The Settlement Agreement was stated to be "regarding
Mivan's Final Account in respect of all Works carried out and
any corresponding outstanding matters. The agreement
comprises a further payment of Ł50,000 (including VAT),
representing the final assessment of monies due or to become due
thus achieving full and final settlement in respect of the above
works, together with any and all outstanding
matters."
On 23 April 2012, Point West brought proceedings seeking a
declaration as to the scope of the Settlement Agreement and in
particular its impact on Mivan's liability for defects.

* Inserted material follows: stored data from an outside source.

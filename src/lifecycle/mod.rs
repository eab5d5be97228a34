//! Lifecycle controllers for connections and exchanges.
//!
//! Each controller is the notification sink the collaborator calls from its
//! own threads, and the waiting surface the sequencer blocks on. A controller
//! owns only the record its own notifications mutate:
//!
//! - [`ConnectionLifecycle`]: setup and shutdown of one connection.
//! - [`StreamLifecycle`]: headers, body chunks and completion of one exchange.
//!
//! Both are shared as `Arc`s and handed to the collaborator as trait objects
//! ([`ConnectionEvents`](crate::network::ConnectionEvents),
//! [`StreamEvents`](crate::network::StreamEvents)).

#![allow(missing_docs)]

pub mod connection;
pub mod stream;

pub use connection::{ConnectionLifecycle, ConnectionRecord};
pub use stream::{StreamLifecycle, StreamRecord};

The declaration was granted in favour of Mivan; the Settlement
Agreement released Mivan from defects that were patent at the date
of the Agreement.
Judgment
The reasons for this decision were:
The first part of the wording of the Settlement Agreement, i.e.
that it was in respect of "all Works carried out and any
corresponding outstanding matters...[comprising] a further
payment...thus achieving full and final settlement"
achieved a financial settlement in respect of the works carried out
by Mivan and corresponding matters in relation to these works. It
was clear that, "corresponding outstanding
matters" referred to the persistent, known and unresolved
defects in the curtain walling system and the heating and cooling
system of an unknown scope and extent, of which the parties were
fully aware at the date of the Settlement Agreement, and in respect
of which further remedial work needed to be carried out. The
financial settlement was thus in respect of all Works carried out
and for remedial works in relation to these defects.
The Settlement Agreement, however, was also stated as being in
"full and final settlement in respect of the above works,
together with any and all outstanding
matters". This reference to
"outstanding matters" in the second part of the
wording was intended to take the settlement further than the
financial settlement. The combination of phrases used in the
Settlement Agreement was intended to refer to defects, which were
"outstanding matters". The Settlement Agreement
was therefore intended to form a full and final settlement in
respect of any and all outstanding defects.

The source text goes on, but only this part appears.